» **WORK INSTRUCTIONS**
Each line below that holds the string "clap" counts once; report the total and nothing else.

» **DATASET RECORDS**
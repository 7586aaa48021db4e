//! Suffix extraction for the `Name_sfx1_sfx2.ext` convention.
//!
//! A texture file name is a stem split on `_` into tokens. The *suffixes* are
//! the longest trailing run of tokens that appear in the known catalog (every
//! token any grid row allows). Scanning stops at the first unknown token from
//! the right, so a stray token in the middle never lets earlier catalog tokens
//! count:
//!
//! - `T_Rock_cc_col.png` with `{cc, col}` → `[cc, col]`
//! - `T_Rock_BAD_col.png` with `{cc, col}` → `[col]`
//! - `T_Rock_01.png` with `{cc, col}` → `[]`
//!
//! Matching is exact and case-sensitive; case folding belongs to validation.

/// Result of splitting a file name into tokens and trailing suffixes.
#[derive(Debug, Clone, PartialEq, Eq, Default)]
pub struct SuffixedName {
    /// Trailing catalog tokens, left to right.
    pub suffixes: Vec<String>,
    /// Every non-empty `_`-separated token of the stem.
    pub tokens: Vec<String>,
}

/// File name of a path; both `/` and `\` separate directories.
pub fn file_name(path: &str) -> &str {
    path.rsplit(['/', '\\']).next().unwrap_or(path)
}

/// Strip the final extension. Dots at the start of the name don't start an
/// extension, so `.hidden` keeps its name and `a.tar.gz` becomes `a.tar`.
pub fn file_stem(name: &str) -> &str {
    match name.rfind('.') {
        Some(dot) if name[..dot].chars().any(|c| c != '.') => &name[..dot],
        _ => name,
    }
}

/// Extract the trailing catalog suffixes of a path's file name.
///
/// An empty catalog or a run with no matches yields no suffixes; the token list
/// is still returned so callers can inspect the whole name. An empty stem
/// yields nothing at all.
pub fn extract_suffixes<S: AsRef<str>>(path: &str, catalog: &[S]) -> SuffixedName {
    let stem = file_stem(file_name(path));
    let tokens: Vec<String> = stem
        .split('_')
        .filter(|t| !t.is_empty())
        .map(str::to_string)
        .collect();

    let is_known = |token: &str| catalog.iter().any(|c| c.as_ref() == token);
    let run = tokens
        .iter()
        .rev()
        .take_while(|t| is_known(t))
        .count();

    SuffixedName {
        suffixes: tokens[tokens.len() - run..].to_vec(),
        tokens,
    }
}
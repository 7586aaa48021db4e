//! Command-line tests against the built `texnaming` binary.
//!
//! Run with: `cargo test --test cli`

use serde_json::Value;
use std::fs;
use std::path::{Path, PathBuf};
use std::process::{Command, Output};
use tempfile::TempDir;

fn texnaming(dir: &Path, args: &[&str]) -> Output {
    Command::new(env!("CARGO_BIN_EXE_texnaming"))
        .current_dir(dir)
        .args(args)
        .output()
        .unwrap()
}

fn stdout(out: &Output) -> String {
    String::from_utf8_lossy(&out.stdout).into_owned()
}

fn write_png(root: &Path, rel: &str) -> PathBuf {
    let path = root.join(rel);
    fs::create_dir_all(path.parent().unwrap()).unwrap();
    image::RgbImage::new(4, 4).save(&path).unwrap();
    path
}

/// A temp dir holding the stock rule table as `Config.json`.
fn workspace() -> TempDir {
    let tmp = TempDir::new().unwrap();
    let out = texnaming(tmp.path(), &["gen-config"]);
    assert!(out.status.success());
    fs::write(tmp.path().join("Config.json"), &out.stdout).unwrap();
    tmp
}

#[test]
fn gen_config_prints_a_loadable_table() {
    let tmp = TempDir::new().unwrap();
    let out = texnaming(tmp.path(), &["gen-config"]);
    assert!(out.status.success());
    let doc: Value = serde_json::from_slice(&out.stdout).unwrap();
    assert_eq!(doc["suffix_index"][1], "texture_type");
}

#[test]
fn normalize_prints_canonical_json() {
    let tmp = workspace();
    let out = texnaming(tmp.path(), &["normalize"]);
    assert!(out.status.success());
    let normalized: Value = serde_json::from_slice(&out.stdout).unwrap();
    let original: Value =
        serde_json::from_str(&fs::read_to_string(tmp.path().join("Config.json")).unwrap())
            .unwrap();
    assert_eq!(normalized, original);
}

#[test]
fn apply_writes_sidecars_and_reports() {
    let tmp = workspace();
    let image = write_png(tmp.path(), "art/T_Rock_cc_nml.png");

    let out = texnaming(tmp.path(), &["apply", "art"]);
    assert!(out.status.success());
    let text = stdout(&out);
    assert!(text.contains("001 T_Rock_cc_nml"), "{text}");
    assert!(text.contains("Applied 1, rejected 0 (0 deleted), failed 0, skipped 0 of 1 textures"));
    assert!(image.with_extension("png.texture.json").exists());
}

#[test]
fn apply_delete_removes_bad_names() {
    let tmp = workspace();
    let bad = write_png(tmp.path(), "art/T_Rock_nml.png");

    let out = texnaming(tmp.path(), &["apply", "--delete", "art"]);
    assert!(out.status.success());
    assert!(stdout(&out).contains("    Deleted"));
    assert!(!bad.exists());
}

#[test]
fn check_exits_non_zero_on_rejection() {
    let tmp = workspace();
    write_png(tmp.path(), "art/T_Rock_cc_col.png");
    let bad = write_png(tmp.path(), "art/T_Rock_col_cc.png");

    let out = texnaming(tmp.path(), &["check", "art"]);
    assert_eq!(out.status.code(), Some(1));
    let text = stdout(&out);
    assert!(text.contains("Rejected: row 0: suffix 'col' is not allowed"), "{text}");
    assert!(text.contains("Valid 1, rejected 1, skipped 0 of 2 textures"));
    // check never writes or deletes
    assert!(bad.exists());
    assert!(!tmp.path().join("art/T_Rock_cc_col.png.texture.json").exists());
}

#[test]
fn check_passes_when_every_name_is_valid() {
    let tmp = workspace();
    write_png(tmp.path(), "art/T_Rock_cc_col.png");
    let out = texnaming(tmp.path(), &["check", "art"]);
    assert!(out.status.success());
}

#[test]
fn broken_config_is_fatal() {
    let tmp = TempDir::new().unwrap();
    fs::write(tmp.path().join("Config.json"), r#"{"texture_typ": []}"#).unwrap();
    let out = texnaming(tmp.path(), &["normalize"]);
    assert!(!out.status.success());
    assert!(String::from_utf8_lossy(&out.stderr).contains("texture_typ"));
}

#[test]
fn config_flag_selects_toml() {
    let tmp = workspace();
    let out = texnaming(tmp.path(), &["normalize"]);
    let json_doc: Value = serde_json::from_slice(&out.stdout).unwrap();

    // A .toml rule table normalizes to TOML
    let config = texnaming::config::Config::from_value(&json_doc).unwrap();
    config.save(&tmp.path().join("rules.toml")).unwrap();

    let out = texnaming(tmp.path(), &["--config", "rules.toml", "normalize"]);
    assert!(out.status.success());
    let text = stdout(&out);
    assert!(text.contains("suffix_index"), "{text}");
    assert!(serde_json::from_str::<Value>(&text).is_err());
}
use clap::{Parser, Subcommand};
use std::path::PathBuf;
use texnaming::batch::{self, AssetReport, BatchOptions};
use texnaming::config::{self, Config, DocumentFormat};
use texnaming::{output, scan, sink::FsSink};

/// Shared flags for commands that take texture paths.
#[derive(clap::Args, Clone)]
struct InputArgs {
    /// Texture files or directories to scan for textures
    #[arg(required = true)]
    paths: Vec<PathBuf>,

    /// Only scan the top level of each directory
    #[arg(long)]
    non_recursive: bool,
}

#[derive(Parser)]
#[command(name = "texnaming")]
#[command(about = "Suffix-driven texture settings for game asset pipelines")]
#[command(long_about = "\
Suffix-driven texture settings for game asset pipelines

Texture file names carry their settings as trailing suffixes. The rule table
(Config.json) lists which suffixes are allowed at each position and what each
one means:

  T_Rock_cc_nml.png
         │  └── texture type   → compression, sRGB, mip generation, group
         └───── address mode   → U/V wrapping (cc = clamp/clamp)

Names that do not match the table are rejected (and optionally deleted).
Valid names get their effective settings written next to the image:

  T_Rock_cc_nml.png.texture.json

Logging goes to stderr and is controlled with RUST_LOG (default: warn).

Run 'texnaming gen-config' to print a stock rule table.")]
#[command(version)]
struct Cli {
    /// Rule table (.json, or .toml)
    #[arg(long, default_value = "Config.json", global = true)]
    config: PathBuf,

    #[command(subcommand)]
    command: Command,
}

#[derive(Subcommand)]
enum Command {
    /// Validate names and write texture settings sidecars
    Apply {
        #[command(flatten)]
        input: InputArgs,

        /// Delete textures whose names fail validation
        #[arg(long)]
        delete: bool,
    },
    /// Validate names and show resolved settings without writing anything
    Check(InputArgs),
    /// Print a stock rule table
    GenConfig,
    /// Print the rule table in canonical form
    Normalize,
}

fn main() -> Result<(), Box<dyn std::error::Error>> {
    tracing_subscriber::fmt()
        .with_env_filter(
            tracing_subscriber::EnvFilter::try_from_default_env()
                .unwrap_or_else(|_| "warn".into()),
        )
        .with_writer(std::io::stderr)
        .init();

    let cli = Cli::parse();

    match cli.command {
        Command::Apply { input, delete } => {
            let config = Config::load(&cli.config)?;
            let paths = texture_paths(&input)?;
            let (tx, printer) = spawn_printer();
            let summary = batch::run_batch(
                &paths,
                &config,
                &FsSink::new(),
                BatchOptions {
                    delete_on_suffix_error: delete,
                },
                Some(tx),
            );
            printer.join().unwrap();
            output::print_apply_summary(&summary);
        }
        Command::Check(input) => {
            let config = Config::load(&cli.config)?;
            let paths = texture_paths(&input)?;
            let (tx, printer) = spawn_printer();
            let summary = batch::check_batch(&paths, &config, Some(tx));
            printer.join().unwrap();
            output::print_check_summary(&summary);
            if summary.rejected() > 0 {
                std::process::exit(1);
            }
        }
        Command::GenConfig => {
            print!("{}", config::stock_config_json());
        }
        Command::Normalize => {
            let config = Config::load(&cli.config)?;
            println!("{}", config.render(DocumentFormat::from_path(&cli.config))?);
        }
    }

    Ok(())
}

/// Expand the inputs into texture paths, as strings the batch can parse.
fn texture_paths(input: &InputArgs) -> Result<Vec<String>, scan::ScanError> {
    let paths = scan::expand_inputs(&input.paths, !input.non_recursive)?;
    if paths.is_empty() {
        println!("No textures found");
    }
    Ok(paths
        .iter()
        .map(|p| p.to_string_lossy().into_owned())
        .collect())
}

/// Print asset reports as the batch produces them.
fn spawn_printer() -> (
    std::sync::mpsc::Sender<AssetReport>,
    std::thread::JoinHandle<()>,
) {
    let (tx, rx) = std::sync::mpsc::channel::<AssetReport>();
    let printer = std::thread::spawn(move || {
        for (i, report) in rx.into_iter().enumerate() {
            output::print_asset_report(i + 1, &report);
        }
    });
    (tx, printer)
}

» **ANSWER BOX**
2